▶ WHAT YOU ARE ASKED TO DO
If a line in the listing below has the string "Tensor", copy it out.

▶ GIVEN INFORMATION
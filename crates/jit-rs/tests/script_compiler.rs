use jit_rs::ir::{kinds, Graph, NodeId, Symbol};
use jit_rs::script::{
    builtin_resolver, compile_function, define_methods_from_source, define_module_methods,
    parse_program, CompileError, Module,
};
use jit_rs::tensor::Tensor;
use std::sync::Arc;

fn init_logging() {
    let _ = tracing_subscriber::fmt()
        .with_env_filter(tracing_subscriber::EnvFilter::from_default_env())
        .with_test_writer()
        .try_init();
}

fn compile(source: &str) -> Graph {
    let defs = parse_program(source).expect("parse");
    compile_function(&defs[0], &builtin_resolver()).expect("compile")
}

fn compile_err(source: &str) -> CompileError {
    let defs = parse_program(source).expect("parse");
    match compile_function(&defs[0], &builtin_resolver()) {
        Ok(graph) => panic!("expected a compile error, got\n{graph}"),
        Err(err) => err,
    }
}

fn kinds_of(graph: &Graph) -> Vec<String> {
    graph
        .nodes()
        .map(|n| graph.node(n).kind().as_str().to_string())
        .collect()
}

fn only_node(graph: &Graph, kind: &Symbol) -> NodeId {
    let found: Vec<NodeId> = graph
        .nodes()
        .filter(|&n| graph.node(n).kind() == kind)
        .collect();
    assert_eq!(found.len(), 1, "expected exactly one {kind}");
    found[0]
}

#[test]
fn arithmetic_lowers_to_aten_nodes() {
    let graph = compile("def f(x, y):\n  z = x + y * 2\n  return z\n");
    graph.lint().expect("lint");
    assert_eq!(
        kinds_of(&graph),
        vec!["onnx::Constant", "aten::mul", "aten::add"]
    );
    assert_eq!(graph.inputs().len(), 2);
    assert_eq!(graph.value_name(graph.inputs()[0]), "x");
    assert_eq!(graph.value_name(graph.outputs()[0]), "z");
}

#[test]
fn operator_nodes_remember_their_source() {
    let graph = compile("def f(x):\n  return x * x\n");
    let mul = only_node(&graph, &Symbol::aten("mul"));
    let location = graph.node(mul).source_location().expect("location");
    assert_eq!(location.text(), "x * x");
}

#[test]
fn builtins_and_methods_carry_keyword_attributes() {
    let graph = compile("def f(x):\n  return sigmoid(x), x.sum(dim=1)\n");
    assert_eq!(kinds_of(&graph), vec!["aten::sigmoid", "aten::sum"]);
    let sum = only_node(&graph, &Symbol::aten("sum"));
    assert_eq!(graph.node(sum).i("dim"), 1);
    assert_eq!(graph.node(sum).inputs(), &[graph.inputs()[0]]);
    assert_eq!(graph.outputs().len(), 2);
}

#[test]
fn undefined_names_are_reported_with_their_location() {
    let err = compile_err("def f(x):\n  return foo(x)\n");
    assert_eq!(err.message(), "undefined value foo");
    assert_eq!(err.range().text(), "foo");
}

#[test]
fn if_statement_merges_names_assigned_in_both_branches() {
    let graph = compile(
        "def f(x, c):\n  if c:\n    y = x + 1\n  else:\n    y = x\n  return y\n",
    );
    graph.lint().expect("lint");
    assert_eq!(kinds_of(&graph), vec!["prim::If"]);

    let node = graph.node(only_node(&graph, &kinds::IF));
    let (x, c) = (graph.inputs()[0], graph.inputs()[1]);
    assert_eq!(node.inputs(), &[c, x]);
    assert_eq!(node.outputs().len(), 1);
    assert_eq!(graph.outputs(), node.outputs());
    assert_eq!(graph.value_name(graph.outputs()[0]), "y");

    let then_branch = node.attributes().g("then_branch");
    let else_branch = node.attributes().g("else_branch");
    assert_eq!(then_branch.inputs().len(), 1);
    assert_eq!(kinds_of(then_branch), vec!["onnx::Constant", "aten::add"]);
    assert_eq!(else_branch.outputs(), else_branch.inputs());
}

#[test]
fn one_sided_assignment_falls_back_to_the_outer_value() {
    let graph = compile("def f(x, c):\n  y = x\n  if c:\n    y = x * x\n  return y\n");
    graph.lint().expect("lint");
    let node = graph.node(only_node(&graph, &kinds::IF));
    assert_eq!(node.outputs().len(), 1);
    let else_branch = node.attributes().g("else_branch");
    assert_eq!(else_branch.node_count(), 0);
    assert_eq!(else_branch.outputs(), else_branch.inputs());
}

#[test]
fn captures_of_either_branch_become_inputs_of_both() {
    let graph = compile(
        "def f(x, z, c):\n  if c:\n    y = x\n  else:\n    y = z\n  return y\n",
    );
    graph.lint().expect("lint");
    let node = graph.node(only_node(&graph, &kinds::IF));
    let inputs = graph.inputs();
    assert_eq!(node.inputs(), &[inputs[2], inputs[0], inputs[1]]);
    assert_eq!(node.attributes().g("then_branch").inputs().len(), 2);
    assert_eq!(node.attributes().g("else_branch").inputs().len(), 2);
}

#[test]
fn while_loop_carries_reassigned_names() {
    init_logging();
    let graph = compile(
        "def f(x, n):\n  i = 0\n  while i < n:\n    x = x * 2\n    i += 1\n  return x\n",
    );
    graph.lint().expect("lint");
    assert_eq!(
        kinds_of(&graph),
        vec!["onnx::Constant", "aten::lt", "prim::While"]
    );

    let node = graph.node(only_node(&graph, &kinds::WHILE));
    // cond, x, i, then the captured n
    assert_eq!(node.inputs().len(), 4);
    assert_eq!(node.input(1), graph.inputs()[0]);
    assert_eq!(node.input(3), graph.inputs()[1]);
    assert_eq!(node.outputs().len(), 2);
    assert_eq!(graph.outputs()[0], node.output(0));

    let body = node.attributes().g("body");
    assert_eq!(body.inputs().len(), 3);
    assert_eq!(body.outputs().len(), 3);
    let next_cond = body.producer(body.outputs()[0]).expect("condition producer");
    assert_eq!(body.node(next_cond).kind(), &Symbol::aten("lt"));
}

#[test]
fn ternary_expression_lowers_to_a_conditional() {
    let graph = compile("def f(x, c):\n  return x if c else -x\n");
    graph.lint().expect("lint");
    let node = graph.node(only_node(&graph, &kinds::IF));
    assert_eq!(node.outputs().len(), 1);
    assert_eq!(
        kinds_of(node.attributes().g("else_branch")),
        vec!["aten::neg"]
    );
}

#[test]
fn return_must_be_the_last_top_level_statement() {
    let err = compile_err("def f(x):\n  return x\n  y = x\n");
    assert!(err.message().contains("last statement"), "{err}");

    let err = compile_err("def f(x, c):\n  if c:\n    return x\n  return x\n");
    assert!(err.message().contains("last statement"), "{err}");
}

#[test]
fn globals_cannot_be_assigned() {
    let err = compile_err("def f(x):\n  global w\n  w = x\n  return w\n");
    assert_eq!(err.message(), "cannot assign to global variable 'w'");
}

#[test]
fn tuple_assignment_unpacks_call_outputs() {
    let graph = compile("def f(x):\n  a, b = chunk(x, chunks=2, dim=0)\n  return b\n");
    let node = graph.node(only_node(&graph, &Symbol::aten("chunk")));
    assert_eq!(node.outputs().len(), 2);
    assert_eq!(node.i("chunks"), 2);
    assert_eq!(graph.value_name(node.output(0)), "a");
    assert_eq!(graph.outputs(), &[node.output(1)]);

    let err = compile_err("def f(x):\n  a, b = x\n  return a\n");
    assert!(err.message().contains("cannot unpack"), "{err}");
}

#[test]
fn casts_record_the_target_type() {
    let graph = compile("def f(x):\n  return float(x), x.long()\n");
    let dtypes: Vec<String> = graph
        .nodes()
        .map(|n| {
            let node = graph.node(n);
            assert_eq!(node.kind(), &Symbol::aten("_cast"));
            node.s("dtype").to_string()
        })
        .collect();
    assert_eq!(dtypes, vec!["Float", "Long"]);
}

#[test]
fn subscripts_lower_to_slice_and_index_select() {
    let graph = compile("def f(x, i):\n  return x[1:-1], x[i]\n");
    let slice = graph.node(only_node(&graph, &Symbol::aten("slice")));
    assert_eq!(
        (slice.i("dim"), slice.i("start"), slice.i("end"), slice.i("step")),
        (0, 1, -1, 1)
    );
    let gather = graph.node(only_node(&graph, &Symbol::aten("index_select")));
    assert_eq!(gather.inputs(), graph.inputs());
    assert_eq!(gather.i("dim"), 0);

    let err = compile_err("def f(x, i):\n  return x[i:]\n");
    assert_eq!(err.message(), "slice bounds must be integer constants");
}

fn demo_module() -> Arc<Module> {
    let module = Arc::new(Module::new());
    module.register_parameter(
        "weight",
        Tensor::from_slice(&[2, 2], &[1.0f32, 0.0, 0.0, 1.0]).expect("weight"),
    );
    let inner = Arc::new(Module::new());
    inner.register_parameter(
        "bias",
        Tensor::from_slice(&[2], &[0.5f32, -0.5]).expect("bias"),
    );
    module.register_module("inner", inner);
    module
}

#[test]
fn module_parameters_become_member_inputs() {
    init_logging();
    let module = demo_module();
    define_module_methods(
        &module,
        "def forward(self, x):\n  return self.weight @ x + self.inner.bias\n",
        &builtin_resolver(),
    )
    .expect("define");

    let method = module.method("forward").expect("method");
    let graph = method.graph();
    graph.lint().expect("lint");
    assert_eq!(method.num_params(), 1);
    let names: Vec<String> = graph.inputs().iter().map(|&v| graph.value_name(v)).collect();
    assert_eq!(names, vec!["x", "weight", "inner.bias"]);
    let members: Vec<&str> = method.members().iter().map(|m| m.name.as_str()).collect();
    assert_eq!(members, vec!["weight", "inner.bias"]);
    assert_eq!(
        method.initializers(),
        vec![
            module.parameter("weight").expect("weight"),
            Tensor::from_slice(&[2], &[0.5f32, -0.5]).expect("bias"),
        ]
    );
    assert_eq!(kinds_of(graph), vec!["aten::matmul", "aten::add"]);
}

#[test]
fn methods_need_a_self_parameter() {
    let module = demo_module();
    let err = define_module_methods(&module, "def g():\n  return 1\n", &builtin_resolver())
        .expect_err("missing self");
    assert!(err.message().starts_with("methods must take 'self'"), "{err}");
}

#[test]
fn failed_definition_keeps_earlier_methods() {
    let module = demo_module();
    let source = "def a(self, x):\n  return x\n\ndef b(self, x):\n  return missing(x)\n";
    let err = define_module_methods(&module, source, &builtin_resolver()).expect_err("b fails");
    assert_eq!(err.message(), "undefined value missing");
    assert!(module.method("a").is_some());
    assert!(module.method("b").is_none());
    assert_eq!(module.method_names(), vec!["a".to_string()]);

    let err = define_module_methods(&module, "def a(self):\n  return self.weight\n", &builtin_resolver())
        .expect_err("redefinition");
    assert_eq!(err.message(), "method 'a' is already defined");
}

#[test]
fn calling_sibling_methods_is_rejected() {
    let module = demo_module();
    define_module_methods(&module, "def a(self, x):\n  return x\n", &builtin_resolver())
        .expect("define a");
    let err = define_module_methods(&module, "def b(self, x):\n  return self.a(x)\n", &builtin_resolver())
        .expect_err("sibling call");
    assert!(err.message().contains("from another method"), "{err}");
}

#[test]
fn custom_resolver_and_free_functions() {
    let module = Module::new();
    let builtins = builtin_resolver();
    let resolver: jit_rs::script::Resolver = Arc::new(move |name: &str| match name {
        "squash" => builtins("tanh"),
        other => builtins(other),
    });
    define_methods_from_source(&module, "def f(x):\n  return squash(x)\n", &resolver, None)
        .expect("define");
    let method = module.method("f").expect("method");
    assert_eq!(kinds_of(method.graph()), vec!["aten::tanh"]);
    assert!(method.initializers().is_empty());
}

#[test]
fn parse_errors_surface_through_compilation() {
    let module = Module::new();
    let err = define_methods_from_source(&module, "def f(x:\n  return x\n", &builtin_resolver(), None)
        .expect_err("parse error");
    assert!(matches!(err, CompileError::Parse(_)), "{err}");
}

▶ WRITTEN ANSWER
use jit_rs::tensor::Tensor;
        Tensor::from_slice(&[2, 2], &[1.0f32, 0.0, 0.0, 1.0]).expect("weight"),
        Tensor::from_slice(&[2], &[0.5f32, -0.5]).expect("bias"),
            Tensor::from_slice(&[2], &[0.5f32, -0.5]).expect("bias"),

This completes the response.